**Activity**
Write out, exactly as they stand, the line containing "not a single" and all subsequent lines up to and including the final line of the records.

[Stored data entries]
________________________

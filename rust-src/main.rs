use anyhow::{bail, Context, Result};
use clap::{Arg, Command};
use rayon::prelude::*;
use std::path::{Path, PathBuf};
use tracing::{info, warn};
use truad_dee_na::{decode_sheet_with_config, AnswerKey, DetectionConfig, SheetReport};

fn main() -> Result<()> {
    // 🚀 Blazingly Fast Memory Safe 🚀 batch decoding of scanned answer sheets

    let matches = Command::new("truad-dee-na")
        .version("0.1.0")
        .author("Zipherfox, NessShadow, Film")
        .about("🚀 Blazingly Fast Memory Safe OMR Answer Sheet Decoder 🚀")
        .arg(
            Arg::new("input_paths")
                .short('i')
                .long("inputDir")
                .value_name("INPUT_DIR")
                .help("Specify input directories or files")
                .action(clap::ArgAction::Append)
                .default_values(["inputs"]),
        )
        .arg(
            Arg::new("output_dir")
                .short('o')
                .long("outputDir")
                .value_name("OUTPUT_DIR")
                .help("Specify output directory")
                .default_value("outputs"),
        )
        .arg(
            Arg::new("key")
                .short('k')
                .long("key")
                .value_name("KEY_FILE")
                .help("Answer key file (JSON array or CSV)")
                .required(true),
        )
        .arg(
            Arg::new("questions")
                .short('n')
                .long("questions")
                .value_name("N")
                .help("Number of questions on the sheet")
                .required(true),
        )
        .arg(
            Arg::new("config")
                .long("config")
                .value_name("CONFIG_FILE")
                .help("Detection parameter overrides (YAML)"),
        )
        .arg(
            Arg::new("debug")
                .short('d')
                .long("debug")
                .help("Enable debugging mode for detailed output")
                .action(clap::ArgAction::SetTrue),
        )
        .get_matches();

    let debug = matches.get_flag("debug");
    let filter = if debug {
        "truad_dee_na=debug"
    } else {
        "truad_dee_na=info"
    };
    tracing_subscriber::fmt()
        .with_env_filter(
            tracing_subscriber::EnvFilter::try_from_default_env()
                .unwrap_or_else(|_| tracing_subscriber::EnvFilter::new(filter)),
        )
        .init();

    println!("🚀 Starting Blazingly Fast Memory Safe OMR Processing... 🚀");

    let input_paths: Vec<PathBuf> = matches
        .get_many::<String>("input_paths")
        .into_iter()
        .flatten()
        .map(PathBuf::from)
        .collect();
    let output_dir = PathBuf::from(
        matches
            .get_one::<String>("output_dir")
            .map(String::as_str)
            .unwrap_or("outputs"),
    );

    let num_questions: usize = matches
        .get_one::<String>("questions")
        .context("question count is required")?
        .parse()
        .context("question count must be a positive integer")?;
    if num_questions == 0 {
        bail!("question count must be at least 1");
    }

    let config = match matches.get_one::<String>("config") {
        Some(path) => DetectionConfig::load(path)?,
        None => DetectionConfig::default(),
    };

    let key_path = matches.get_one::<String>("key").context("key file is required")?;
    let key = load_answer_key(Path::new(key_path), config.sheet.num_choices)?;
    if key.len() != num_questions {
        bail!(
            "Answer key length ({}) doesn't match exam questions ({})",
            key.len(),
            num_questions
        );
    }

    let sheets = collect_sheets(&input_paths)?;
    if sheets.is_empty() {
        bail!("no image files found under {:?}", input_paths);
    }
    info!("Found {} sheet(s) to process", sheets.len());

    std::fs::create_dir_all(&output_dir)
        .with_context(|| format!("Failed to create output directory {}", output_dir.display()))?;

    let results: Vec<(PathBuf, Result<SheetReport>)> = sheets
        .par_iter()
        .map(|path| {
            let report = process_sheet(path, &key, &config);
            (path.clone(), report)
        })
        .collect();

    let mut summary = csv::Writer::from_path(output_dir.join("summary.csv"))
        .context("Failed to create summary.csv")?;
    summary.write_record([
        "file",
        "student_id",
        "score",
        "total_questions",
        "accuracy",
        "confidence",
        "status",
    ])?;

    let mut failures = 0usize;
    for (path, result) in &results {
        match result {
            Ok(report) => {
                let report_path = output_dir.join(format!("{}.json", report.student_id));
                std::fs::write(&report_path, serde_json::to_string_pretty(report)?)
                    .with_context(|| format!("Failed to write {}", report_path.display()))?;
                summary.write_record([
                    path.display().to_string(),
                    report.student_id.clone(),
                    report.score.to_string(),
                    report.total_questions.to_string(),
                    format!("{:.1}", report.accuracy),
                    format!("{:.1}", report.processing_metadata.confidence),
                    "ok".to_string(),
                ])?;
                println!(
                    "  📄 {}: {}/{} ({:.1}%), confidence {:.1}%",
                    path.display(),
                    report.score,
                    report.total_questions,
                    report.accuracy,
                    report.processing_metadata.confidence
                );
            }
            Err(e) => {
                failures += 1;
                warn!("Failed to process {}: {:#}", path.display(), e);
                summary.write_record([
                    path.display().to_string(),
                    String::new(),
                    String::new(),
                    String::new(),
                    String::new(),
                    String::new(),
                    format!("error: {e:#}"),
                ])?;
                eprintln!("  ❌ {}: {e:#}", path.display());
            }
        }
    }
    summary.flush()?;

    if failures == 0 {
        println!("🚀 All {} sheet(s) processed successfully with memory safety! 🚀", results.len());
        Ok(())
    } else {
        eprintln!(
            "❌ {} of {} sheet(s) failed to process",
            failures,
            results.len()
        );
        std::process::exit(1);
    }
}

/// Walk the input paths and keep everything that looks like an image.
fn collect_sheets(inputs: &[PathBuf]) -> Result<Vec<PathBuf>> {
    let mut sheets = Vec::new();
    for input in inputs {
        if input.is_file() {
            sheets.push(input.clone());
            continue;
        }
        for entry in walkdir::WalkDir::new(input).sort_by_file_name() {
            let entry = entry.with_context(|| format!("Failed to walk {}", input.display()))?;
            if !entry.file_type().is_file() {
                continue;
            }
            let mime = mime_guess::from_path(entry.path()).first_or_octet_stream();
            if mime.type_() == mime_guess::mime::IMAGE {
                sheets.push(entry.into_path());
            } else {
                warn!("Skipping non-image file {}", entry.path().display());
            }
        }
    }
    Ok(sheets)
}

fn process_sheet(path: &Path, key: &AnswerKey, config: &DetectionConfig) -> Result<SheetReport> {
    let bytes =
        std::fs::read(path).with_context(|| format!("Failed to read {}", path.display()))?;
    let student_id = path
        .file_stem()
        .map(|s| s.to_string_lossy().to_string())
        .unwrap_or_else(|| "UNKNOWN".to_string());
    let report = decode_sheet_with_config(&bytes, key, &student_id, config)?;
    Ok(report)
}

/// Load an answer key from a JSON array of letters or a CSV of
/// `question,letter` rows (sorted by question number).
fn load_answer_key(path: &Path, num_choices: usize) -> Result<AnswerKey> {
    let content = std::fs::read_to_string(path)
        .with_context(|| format!("Failed to read answer key: {}", path.display()))?;

    let letters: Vec<char> = if path.extension().and_then(|s| s.to_str()) == Some("json") {
        let entries: Vec<String> =
            serde_json::from_str(&content).context("Failed to parse JSON answer key")?;
        entries
            .iter()
            .map(|s| single_letter(s))
            .collect::<Result<_>>()?
    } else {
        let mut reader = csv::ReaderBuilder::new()
            .has_headers(false)
            .flexible(true)
            .from_reader(content.as_bytes());
        let mut rows: Vec<(usize, char)> = Vec::new();
        for (line, record) in reader.records().enumerate() {
            let record = record.context("Failed to read CSV record")?;
            match record.len() {
                0 => continue,
                1 => rows.push((line + 1, single_letter(&record[0])?)),
                _ => {
                    let question: usize = record[0]
                        .trim()
                        .parse()
                        .with_context(|| format!("Bad question number {:?}", &record[0]))?;
                    rows.push((question, single_letter(&record[1])?));
                }
            }
        }
        rows.sort_by_key(|(question, _)| *question);
        rows.into_iter().map(|(_, letter)| letter).collect()
    };

    AnswerKey::from_letters(letters, num_choices).context("Invalid answer key")
}

fn single_letter(entry: &str) -> Result<char> {
    let trimmed = entry.trim();
    let mut chars = trimmed.chars();
    match (chars.next(), chars.next()) {
        (Some(c), None) => Ok(c.to_ascii_uppercase()),
        _ => bail!("Answer key entry {trimmed:?} is not a single letter"),
    }
}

________________________

**Finished exercise**
        _ => bail!("Answer key entry {trimmed:?} is not a single letter"),
    }
}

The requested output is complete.